**Stored data:**
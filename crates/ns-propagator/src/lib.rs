//! # ns-propagator
//!
//! Propagation layer of the likelihood engine.
//!
//! A [`Propagator`] owns parameter sets, a sample set with binned histograms
//! and the per-event dial cache. Given a parameter state it reweights events
//! and refills histograms, one worker-pool job per sample.
//!
//! ## Architecture
//!
//! Reweighting goes through the [`ReweightBackend`] trait so an accelerated
//! backend can replace the CPU one. Event loading goes through
//! [`EventSource`]; dispensers may also carry inline events.

#![warn(missing_docs)]
#![warn(clippy::all)]

/// Reweighting backends.
pub mod backend;
/// Multi-dimensional binning.
pub mod binning;
/// Configuration schema and override merging.
pub mod config;
/// Dataset definitions, data dispensers and event sources.
pub mod dataset;
/// Dials and the event-dial cache.
pub mod dial;
/// Events
pub mod event;
/// Parameters manager.
pub mod manager;
/// Parameters and parameter sets (eigen decomposition, throws).
pub mod parameter;
/// Worker pool.
pub mod pool;
/// The propagator.
pub mod propagator;
/// Samples and histograms.
pub mod sample;

pub use backend::{CpuReweightBackend, ReweightBackend};
pub use binning::Binning;
pub use config::{ParameterInjection, PropagatorConfig, merge_override};
pub use dataset::{
    DataDispenser, DatasetConfig, DatasetDefinition, DispenserParameters, EventSource,
    MemoryEventSource, is_asimov_entry,
};
pub use dial::{DialCollection, DialKind, EventDialCache};
pub use event::{Event, EventRecord};
pub use manager::{ParameterKind, ParameterRef, ParametersManager};
pub use parameter::{Parameter, ParameterSet};
pub use pool::WorkerPool;
pub use propagator::{Propagator, SampleBreakdown};
pub use sample::{Histogram, Sample, SampleSet};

**Work order:** With no alteration of any kind, give the data again in full.

**Reply to the task:**
filename crates/ns-propagator/src/lib.rs
//! # ns-propagator
//!
//! Propagation layer of the likelihood engine.
//!
//! A [`Propagator`] owns parameter sets, a sample set with binned histograms
//! and the per-event dial cache. Given a parameter state it reweights events
//! and refills histograms, one worker-pool job per sample.
//!
//! ## Architecture
//!
//! Reweighting goes through the [`ReweightBackend`] trait so an accelerated
//! backend can replace the CPU one. Event loading goes through
//! [`EventSource`]; dispensers may also carry inline events.

#![warn(missing_docs)]
#![warn(clippy::all)]

/// Reweighting backends.
pub mod backend;
/// Multi-dimensional binning.
pub mod binning;
/// Configuration schema and override merging.
pub mod config;
/// Dataset definitions, data dispensers and event sources.
pub mod dataset;
/// Dials and the event-dial cache.
pub mod dial;
/// Events
pub mod event;
/// Parameters manager.
pub mod manager;
/// Parameters and parameter sets (eigen decomposition, throws).
pub mod parameter;
/// Worker pool.
pub mod pool;
/// The propagator.
pub mod propagator;
/// Samples and histograms.
pub mod sample;

pub use backend::{CpuReweightBackend, ReweightBackend};
pub use binning::Binning;
pub use config::{ParameterInjection, PropagatorConfig, merge_override};
pub use dataset::{
    DataDispenser, DatasetConfig, DatasetDefinition, DispenserParameters, EventSource,
    MemoryEventSource, is_asimov_entry,
};
pub use dial::{DialCollection, DialKind, EventDialCache};
pub use event::{Event, EventRecord};
pub use manager::{ParameterKind, ParameterRef, ParametersManager};
pub use parameter::{Parameter, ParameterSet};
pub use pool::WorkerPool;
pub use propagator::{Propagator, SampleBreakdown};
pub use sample::{Histogram, Sample, SampleSet};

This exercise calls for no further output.